- **The records**
//! CDP page session for interacting with a single page.
//!
//! Split by concern: command dispatch in [`core`], navigation and waits in
//! [`navigation`], DOM queries in [`dom`], mouse/keyboard in [`input`],
//! script evaluation in [`js`].

mod core;
mod dom;
mod input;
mod js;
mod navigation;

pub use self::core::PageSession;

#[cfg(test)]
#[path = "tests.rs"]
mod tests;
//! End-to-end engine tests against an in-memory storefront.
//!
//! `FakeStorefront` models the page archetype the engine targets: sections
//! whose tiles only render once the section has been scrolled into view, a
//! scrollable extent that grows as the page is scrolled, and a single modal
//! overlay that must be dismissed before the next tile can open one.

use std::collections::HashSet;
use std::sync::Mutex;
use std::time::Duration;

use async_trait::async_trait;
use menugrab_extractor::{
    ExtractError, ExtractSettings, NodeHandle, PageError, StorePage, extract_menu,
};

const SECTION: &str = r#"[data-testid="VirtualGridContainer"]"#;
const ITEM_TILE: &str = r#"[data-anchor-id="MenuItem"]"#;
const TILE_TITLE: &str = r#"[data-telemetry-id="storeMenuItem.title"]"#;
const TILE_SUBTITLE: &str = r#"[data-telemetry-id="storeMenuItem.subtitle"]"#;
const TILE_PRICE: &str = r#"[data-anchor-id="StoreMenuItemPrice"]"#;
const POPUP_ROOT: &str = r#"[data-testid="itemBody"]"#;
const OPTION_GROUP: &str = r#"[aria-labelledby^="optionList_"]"#;
const OPTION_ROW: &str = r#"[class^="styles__ToggleContainer"]"#;

#[derive(Clone)]
struct FakeGroup {
    label: String,
    options: Vec<String>,
    /// Row queries on a poisoned group fail, as they do when the node
    /// detaches mid-read on a live page.
    poisoned: bool,
}

fn group(label: &str, options: &[&str]) -> FakeGroup {
    FakeGroup {
        label: label.to_string(),
        options: options.iter().map(|s| s.to_string()).collect(),
        poisoned: false,
    }
}

fn poisoned_group(label: &str) -> FakeGroup {
    FakeGroup {
        label: label.to_string(),
        options: Vec::new(),
        poisoned: true,
    }
}

#[derive(Clone)]
struct FakeTile {
    name: Option<String>,
    description: String,
    price: String,
    /// `None` means clicking the tile never produces an overlay.
    overlay: Option<Vec<FakeGroup>>,
}

fn tile(name: &str, description: &str) -> FakeTile {
    FakeTile {
        name: Some(name.to_string()),
        description: description.to_string(),
        price: String::new(),
        overlay: None,
    }
}

impl FakeTile {
    fn priced(mut self, price: &str) -> Self {
        self.price = price.to_string();
        self
    }

    fn with_overlay(mut self, groups: Vec<FakeGroup>) -> Self {
        self.overlay = Some(groups);
        self
    }

    fn nameless(mut self) -> Self {
        self.name = None;
        self
    }
}

struct State {
    extent: f64,
    revealed: HashSet<usize>,
    /// (section, tile) of the currently open overlay.
    popup: Option<(usize, usize)>,
}

struct FakeStorefront {
    sections: Vec<Vec<FakeTile>>,
    target_extent: f64,
    state: Mutex<State>,
}

// Node id layout. One popup at a time, so group and row ids only need to be
// unique within the open overlay.
const POPUP_ID: i64 = 5;
const SECTION_BASE: i64 = 1_000;
const TILE_BASE: i64 = 10_000;
const GROUP_BASE: i64 = 20_000;
const LABEL_BASE: i64 = 30_000;
const ROW_BASE: i64 = 40_000;

impl FakeStorefront {
    fn new(sections: Vec<Vec<FakeTile>>) -> Self {
        Self {
            sections,
            target_extent: 3_000.0,
            state: Mutex::new(State {
                extent: 1_000.0,
                revealed: HashSet::new(),
                popup: None,
            }),
        }
    }

    fn section_ix(&self, node: NodeHandle) -> Option<usize> {
        if !(SECTION_BASE..TILE_BASE).contains(&node.0) {
            return None;
        }
        let ix = (node.0 - SECTION_BASE) as usize;
        (ix < self.sections.len()).then_some(ix)
    }

    fn tile_ix(&self, node: NodeHandle) -> Option<(usize, usize)> {
        if !(TILE_BASE..GROUP_BASE).contains(&node.0) {
            return None;
        }
        let offset = (node.0 - TILE_BASE) as usize;
        let (s, t) = (offset / 100, offset % 100);
        (s < self.sections.len() && t < self.sections[s].len()).then_some((s, t))
    }

    fn tile_at(&self, s: usize, t: usize) -> &FakeTile {
        &self.sections[s][t]
    }

    /// Groups of the tile whose overlay is currently open.
    fn open_groups(&self) -> Option<&[FakeGroup]> {
        let (s, t) = self.state.lock().unwrap().popup?;
        self.tile_at(s, t).overlay.as_deref()
    }
}

#[async_trait]
impl StorePage for FakeStorefront {
    async fn navigate(&self, url: &str) -> Result<(), PageError> {
        if url.contains("unreachable") {
            return Err(PageError::Navigation("net::ERR_NAME_NOT_RESOLVED".into()));
        }
        Ok(())
    }

    async fn wait_network_idle(&self, _: Duration, _: Duration) -> Result<(), PageError> {
        Ok(())
    }

    async fn scroll_by(&self, _delta_y: f64) -> Result<(), PageError> {
        let mut state = self.state.lock().unwrap();
        state.extent = (state.extent + 1_000.0).min(self.target_extent);
        Ok(())
    }

    async fn scroll_extent(&self) -> Result<f64, PageError> {
        Ok(self.state.lock().unwrap().extent)
    }

    async fn query_all(&self, selector: &str) -> Result<Vec<NodeHandle>, PageError> {
        if selector == SECTION {
            return Ok((0..self.sections.len())
                .map(|s| NodeHandle(SECTION_BASE + s as i64))
                .collect());
        }
        Ok(Vec::new())
    }

    async fn query_one(&self, selector: &str) -> Result<Option<NodeHandle>, PageError> {
        if selector == POPUP_ROOT {
            let open = self.state.lock().unwrap().popup.is_some();
            return Ok(open.then_some(NodeHandle(POPUP_ID)));
        }
        // Label elements are addressed by the id their group points at.
        if let Some(rest) = selector.strip_prefix(r#"[id="optionList_"#) {
            let g: usize = rest
                .strip_suffix(r#""]"#)
                .and_then(|n| n.parse().ok())
                .ok_or_else(|| PageError::Transport(format!("bad selector: {selector}")))?;
            let exists = self.open_groups().is_some_and(|groups| g < groups.len());
            return Ok(exists.then_some(NodeHandle(LABEL_BASE + g as i64)));
        }
        Ok(None)
    }

    async fn query_all_in(
        &self,
        node: NodeHandle,
        selector: &str,
    ) -> Result<Vec<NodeHandle>, PageError> {
        if selector == ITEM_TILE {
            if let Some(s) = self.section_ix(node) {
                // Virtualization: tiles exist only after the section has been
                // scrolled into view.
                if !self.state.lock().unwrap().revealed.contains(&s) {
                    return Ok(Vec::new());
                }
                return Ok((0..self.sections[s].len())
                    .map(|t| NodeHandle(TILE_BASE + (s * 100 + t) as i64))
                    .collect());
            }
        }
        if node.0 == POPUP_ID && selector == OPTION_GROUP {
            let count = self.open_groups().map_or(0, |groups| groups.len());
            return Ok((0..count).map(|g| NodeHandle(GROUP_BASE + g as i64)).collect());
        }
        if selector == OPTION_ROW && (GROUP_BASE..LABEL_BASE).contains(&node.0) {
            let g = (node.0 - GROUP_BASE) as usize;
            let Some(groups) = self.open_groups() else {
                return Ok(Vec::new());
            };
            let group = &groups[g];
            if group.poisoned {
                return Err(PageError::Transport("node detached during read".into()));
            }
            return Ok((0..group.options.len())
                .map(|o| NodeHandle(ROW_BASE + (g * 100 + o) as i64))
                .collect());
        }
        Ok(Vec::new())
    }

    async fn query_one_in(
        &self,
        node: NodeHandle,
        selector: &str,
    ) -> Result<Option<NodeHandle>, PageError> {
        let Some((s, t)) = self.tile_ix(node) else {
            return Ok(None);
        };
        let tile = self.tile_at(s, t);
        let child = match selector {
            TILE_TITLE if tile.name.is_some() => Some(node.0 * 10 + 1),
            TILE_SUBTITLE => Some(node.0 * 10 + 2),
            TILE_PRICE if !tile.price.is_empty() => Some(node.0 * 10 + 3),
            _ => None,
        };
        Ok(child.map(NodeHandle))
    }

    async fn scroll_into_view(&self, node: NodeHandle) -> Result<(), PageError> {
        if let Some(s) = self.section_ix(node) {
            self.state.lock().unwrap().revealed.insert(s);
        }
        Ok(())
    }

    async fn inner_text(&self, node: NodeHandle) -> Result<String, PageError> {
        if (LABEL_BASE..ROW_BASE).contains(&node.0) {
            let g = (node.0 - LABEL_BASE) as usize;
            let groups = self
                .open_groups()
                .ok_or_else(|| PageError::Transport("no overlay open".into()))?;
            return Ok(format!("{}\nRequired", groups[g].label));
        }
        if (ROW_BASE..ROW_BASE + 10_000).contains(&node.0) {
            let offset = (node.0 - ROW_BASE) as usize;
            let (g, o) = (offset / 100, offset % 100);
            let groups = self
                .open_groups()
                .ok_or_else(|| PageError::Transport("no overlay open".into()))?;
            return Ok(format!("{}\n+$0.00\n120 cal", groups[g].options[o]));
        }
        let tile_node = NodeHandle(node.0 / 10);
        if let Some((s, t)) = self.tile_ix(tile_node) {
            let tile = self.tile_at(s, t);
            return match node.0 % 10 {
                1 => Ok(tile.name.clone().unwrap_or_default()),
                2 => Ok(tile.description.clone()),
                _ => Err(PageError::Transport("unknown child node".into())),
            };
        }
        Err(PageError::Transport(format!("unknown node {}", node.0)))
    }

    async fn inner_html(&self, node: NodeHandle) -> Result<String, PageError> {
        let tile_node = NodeHandle(node.0 / 10);
        if node.0 % 10 == 3 {
            if let Some((s, t)) = self.tile_ix(tile_node) {
                return Ok(self.tile_at(s, t).price.clone());
            }
        }
        Err(PageError::Transport(format!("unknown node {}", node.0)))
    }

    async fn attribute(&self, node: NodeHandle, name: &str) -> Result<Option<String>, PageError> {
        if name == "aria-labelledby" && (GROUP_BASE..LABEL_BASE).contains(&node.0) {
            let g = node.0 - GROUP_BASE;
            return Ok(Some(format!("optionList_{g}")));
        }
        Ok(None)
    }

    async fn click(&self, node: NodeHandle) -> Result<(), PageError> {
        let Some((s, t)) = self.tile_ix(node) else {
            return Ok(());
        };
        let mut state = self.state.lock().unwrap();
        // A modal overlay swallows clicks behind it; if a previous overlay
        // was never dismissed, this tile's overlay will not open.
        if state.popup.is_none() && self.tile_at(s, t).overlay.is_some() {
            state.popup = Some((s, t));
        }
        Ok(())
    }

    async fn press_key(&self, key: &str) -> Result<(), PageError> {
        if key == "Escape" {
            self.state.lock().unwrap().popup = None;
        }
        Ok(())
    }
}

fn fast_settings() -> ExtractSettings {
    ExtractSettings {
        settle_delay_ms: 0,
        popup_wait_ms: 10,
        poll_interval_ms: 1,
        ..ExtractSettings::default()
    }
}

const STORE_URL: &str = "https://food.example/store/panda-palace";

#[tokio::test]
async fn two_section_store_mixes_detail_and_fallback_records() {
    let store = FakeStorefront::new(vec![
        vec![
            tile("Orange Chicken", "Entrée")
                .with_overlay(vec![group("Size", &["Small", "Medium", "Large"])]),
        ],
        vec![tile("Soda", "").priced("$2.50")],
    ]);

    let menu = extract_menu(&store, STORE_URL, &fast_settings()).await.unwrap();

    assert_eq!(menu.len(), 2);

    let chicken = &menu["Orange Chicken"];
    assert_eq!(chicken.description, "Entrée");
    assert!(chicken.price.is_empty());
    let groups = chicken.option_groups.as_ref().unwrap();
    assert_eq!(groups.len(), 1);
    assert_eq!(groups[0].label, "Size");
    assert_eq!(groups[0].options, vec!["Small", "Medium", "Large"]);

    let soda = &menu["Soda"];
    assert_eq!(soda.description, "");
    assert_eq!(soda.price, "$2.50");
    assert!(soda.option_groups.is_none());
}

#[tokio::test]
async fn every_item_across_virtualized_sections_is_captured() {
    let store = FakeStorefront::new(vec![
        vec![tile("A1", ""), tile("A2", "")],
        vec![tile("B1", ""), tile("B2", ""), tile("B3", "")],
        vec![tile("C1", ""), tile("C2", "")],
    ]);

    let menu = extract_menu(&store, STORE_URL, &fast_settings()).await.unwrap();

    let names: HashSet<&str> = menu.keys().map(String::as_str).collect();
    let expected: HashSet<&str> = ["A1", "A2", "B1", "B2", "B3", "C1", "C2"].into();
    assert_eq!(names, expected);
}

#[tokio::test]
async fn group_and_option_order_follow_the_overlay() {
    let store = FakeStorefront::new(vec![vec![tile("Wings", "").with_overlay(vec![
        group("Size", &["6 pc", "12 pc", "24 pc"]),
        group("Add-ons", &["Ranch", "Blue Cheese", "Celery"]),
    ])]]);

    let menu = extract_menu(&store, STORE_URL, &fast_settings()).await.unwrap();

    let groups = menu["Wings"].option_groups.as_ref().unwrap();
    let labels: Vec<&str> = groups.iter().map(|g| g.label.as_str()).collect();
    assert_eq!(labels, vec!["Size", "Add-ons"]);
    assert_eq!(groups[0].options, vec!["6 pc", "12 pc", "24 pc"]);
    assert_eq!(groups[1].options, vec!["Ranch", "Blue Cheese", "Celery"]);
}

#[tokio::test]
async fn malformed_group_does_not_take_down_its_siblings() {
    let store = FakeStorefront::new(vec![vec![tile("Combo", "").with_overlay(vec![
        group("Size", &["Small", "Large"]),
        poisoned_group("Extras"),
        group("Drink", &["Coke", "Sprite"]),
    ])]]);

    let menu = extract_menu(&store, STORE_URL, &fast_settings()).await.unwrap();

    let groups = menu["Combo"].option_groups.as_ref().unwrap();
    let labels: Vec<&str> = groups.iter().map(|g| g.label.as_str()).collect();
    assert_eq!(labels, vec!["Size", "Drink"]);
}

#[tokio::test]
async fn duplicate_names_keep_the_later_occurrence() {
    let store = FakeStorefront::new(vec![
        vec![tile("Fried Rice", "").priced("$5")],
        vec![tile("Fried Rice", "").priced("$6")],
    ]);

    let menu = extract_menu(&store, STORE_URL, &fast_settings()).await.unwrap();

    assert_eq!(menu.len(), 1);
    assert_eq!(menu["Fried Rice"].price, "$6");
}

#[tokio::test]
async fn rescrape_of_an_unchanged_page_is_identical() {
    let store = FakeStorefront::new(vec![
        vec![tile("Orange Chicken", "Entrée")
            .with_overlay(vec![group("Size", &["Small", "Large"])])],
        vec![tile("Soda", "").priced("$2.50")],
    ]);

    let first = extract_menu(&store, STORE_URL, &fast_settings()).await.unwrap();
    let second = extract_menu(&store, STORE_URL, &fast_settings()).await.unwrap();

    assert_eq!(first, second);
}

#[tokio::test]
async fn nameless_tiles_are_skipped() {
    let store = FakeStorefront::new(vec![vec![
        tile("Egg Roll", "").priced("$1.50"),
        tile("", "").nameless(),
    ]]);

    let menu = extract_menu(&store, STORE_URL, &fast_settings()).await.unwrap();

    assert_eq!(menu.len(), 1);
    assert!(menu.contains_key("Egg Roll"));
}

#[tokio::test]
async fn unreachable_store_fails_with_a_navigation_error() {
    let store = FakeStorefront::new(vec![]);

    let err = extract_menu(&store, "https://unreachable.example/", &fast_settings())
        .await
        .unwrap_err();

    match err {
        ExtractError::Navigation { url, .. } => {
            assert_eq!(url, "https://unreachable.example/");
        }
        other => panic!("unexpected error: {other:?}"),
    }
}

- **Activity**
Where the string "match" occurs in a line of the material above, copy the whole line.

- **Your response**
        let child = match selector {
            return match node.0 % 10 {
    match err {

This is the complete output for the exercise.